_Directions_. Find all lines with the word "reduce" in the material, then copy them.

-- Records to use follows --

use crate::action::GameAction;
use crate::config::GameConfig;
use crate::game::test_support::{ARENA, arena_state, exact_config, state_on};
use crate::game::{Rejection, apply, reduce};
use crate::geometry::{MoveDirection, Position};
use crate::state::{GameState, Map};
use crate::types::{GameStatus, SoundCue, Terrain, Visibility};

fn step(state: &GameState, direction: MoveDirection) -> GameState {
    reduce(state, &GameAction::MovePlayer(direction))
}

#[test]
fn moving_into_a_wall_leaves_the_state_deep_equal() {
    let state = arena_state(Position::new(1, 1));
    let next = step(&state, MoveDirection::Up);
    assert_eq!(next, state);

    let mut scratch = state.clone();
    assert_eq!(
        apply(&mut scratch, &GameAction::MovePlayer(MoveDirection::Up)),
        Err(Rejection::Blocked(Position::new(0, 1)))
    );
}

#[test]
fn moving_off_the_map_edge_is_rejected() {
    let state = state_on(&["...", "...", "..>"], Position::new(0, 0));
    let mut scratch = state.clone();
    assert_eq!(
        apply(&mut scratch, &GameAction::MovePlayer(MoveDirection::Left)),
        Err(Rejection::OutOfBounds(Position::new(0, -1)))
    );
    assert_eq!(step(&state, MoveDirection::Left), state);
}

#[test]
fn moving_from_the_edge_of_the_coordinate_space_is_rejected() {
    let far = Position::new(i32::MAX, 1);
    let arena = Map::from_rows(&ARENA, "fixture");
    let mut state = reduce(&GameState::initial(), &GameAction::InitPlayerSpawn(far));
    state = reduce(&state, &GameAction::SetCurrentMap(arena));
    assert_eq!(state.player.position, far);

    let mut scratch = state.clone();
    assert_eq!(
        apply(&mut scratch, &GameAction::MovePlayer(MoveDirection::Down)),
        Err(Rejection::OutOfBounds(far))
    );
    assert_eq!(step(&state, MoveDirection::Down), state);
    assert_eq!(
        apply(&mut scratch, &GameAction::MovePlayer(MoveDirection::Up)),
        Err(Rejection::OutOfBounds(Position::new(i32::MAX - 1, 1)))
    );
}

#[test]
fn empty_rock_blocks_movement() {
    let state = state_on(&["#####", "#. >#", "#####"], Position::new(1, 1));
    assert_eq!(step(&state, MoveDirection::Right), state);
}

#[test]
fn a_step_moves_the_player_and_consumes_a_turn() {
    let state = arena_state(Position::new(2, 2));
    let next = step(&state, MoveDirection::Down);

    assert_eq!(next.player.position, Position::new(3, 2));
    assert_eq!(next.move_direction, MoveDirection::Down);
    assert_eq!(next.turn, state.turn + 1);
    assert_eq!(state.player.position, Position::new(2, 2), "input state must not change");
}

#[test]
fn moving_without_a_map_is_ignored() {
    let state = GameState::initial();
    let mut scratch = state.clone();
    assert_eq!(
        apply(&mut scratch, &GameAction::MovePlayer(MoveDirection::Down)),
        Err(Rejection::NoMap)
    );
    assert_eq!(step(&state, MoveDirection::Down), state);
}

#[test]
fn finished_runs_ignore_movement() {
    for status in [GameStatus::Won, GameStatus::Lost] {
        let mut state = arena_state(Position::new(2, 2));
        state.status = status;
        assert_eq!(step(&state, MoveDirection::Down), state);
    }
}

#[test]
fn stepping_refreshes_sight_around_the_new_position() {
    let rows = [
        "###########",
        "#.........#",
        "#########.#",
        "#.>.......#",
        "###########",
    ];
    let state = state_on(&rows, Position::new(1, 1));
    let far = Position::new(3, 1);
    assert_eq!(state.map().map(|map| map.visibility_at(far)), Some(Visibility::Unseen));

    let mut walked = state;
    for direction in [MoveDirection::Right; 8] {
        walked = step(&walked, direction);
    }
    for direction in [MoveDirection::Down, MoveDirection::Down, MoveDirection::Left] {
        walked = step(&walked, direction);
    }
    let map = walked.map().expect("map stays loaded");
    assert_eq!(walked.player.position, Position::new(3, 8));
    assert_eq!(map.visibility_at(Position::new(3, 4)), Visibility::Visible);
    assert_eq!(map.visibility_at(Position::new(1, 1)), Visibility::Remembered);
}

#[test]
fn stairs_on_the_last_depth_win_the_run() {
    let mut state = arena_state(Position::new(5, 4));
    state.config.max_depth = 1;
    let next = step(&state, MoveDirection::Right);

    assert_eq!(next.status, GameStatus::Won);
    assert_eq!(next.player.position, Position::new(5, 5));
    assert!(next.sound_cues.contains(&SoundCue::StairsUsed));
    assert_eq!(next.event_log.last().map(String::as_str), Some("You escape the dungeon!"));
    assert_eq!(step(&next, MoveDirection::Left), next, "a won run accepts no more moves");
}

#[test]
fn stairs_below_the_last_depth_install_the_next_level() {
    let mut state = arena_state(Position::new(5, 4));
    state.config = GameConfig { max_depth: 3, ..exact_config() };
    let next = step(&state, MoveDirection::Right);

    assert_eq!(next.status, GameStatus::Playing);
    assert_eq!(next.depth, 2);
    let map = next.map().expect("next level is loaded");
    assert_eq!((map.width(), map.height()), (next.config.map_width, next.config.map_height));
    assert_ne!(map.width(), ARENA[0].len());
    assert!(map.is_passable(next.player.position));
    assert_eq!(map.visibility_at(next.player.position), Visibility::Visible);
    assert_eq!(map.creature_at(next.player.position), None);
    assert!(next.sound_cues.contains(&SoundCue::StairsUsed));
    assert!(next.event_log.iter().any(|line| line == "You descend to depth 2."));
    assert_eq!(next.rolls, state.rolls, "descending keeps the run's roll stream");
}

#[test]
fn failed_level_generation_leaves_the_player_on_the_stairs() {
    let mut state = arena_state(Position::new(5, 4));
    state.config.map_width = 3;
    let next = step(&state, MoveDirection::Right);

    assert_eq!(next.depth, 1);
    assert_eq!(next.status, GameStatus::Playing);
    assert_eq!(next.player.position, Position::new(5, 5));
    assert_eq!(next.map().map(|map| map.terrain_at(Position::new(5, 5))), Some(Terrain::Stairs));
    assert_eq!(next.event_log.last().map(String::as_str), Some("You cannot find a way down."));
}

-- Records to use concluded --

_Answer to this problem_.
use crate::game::{Rejection, apply, reduce};
    reduce(state, &GameAction::MovePlayer(direction))
    let mut state = reduce(&GameState::initial(), &GameAction::InitPlayerSpawn(far));
    state = reduce(&state, &GameAction::SetCurrentMap(arena));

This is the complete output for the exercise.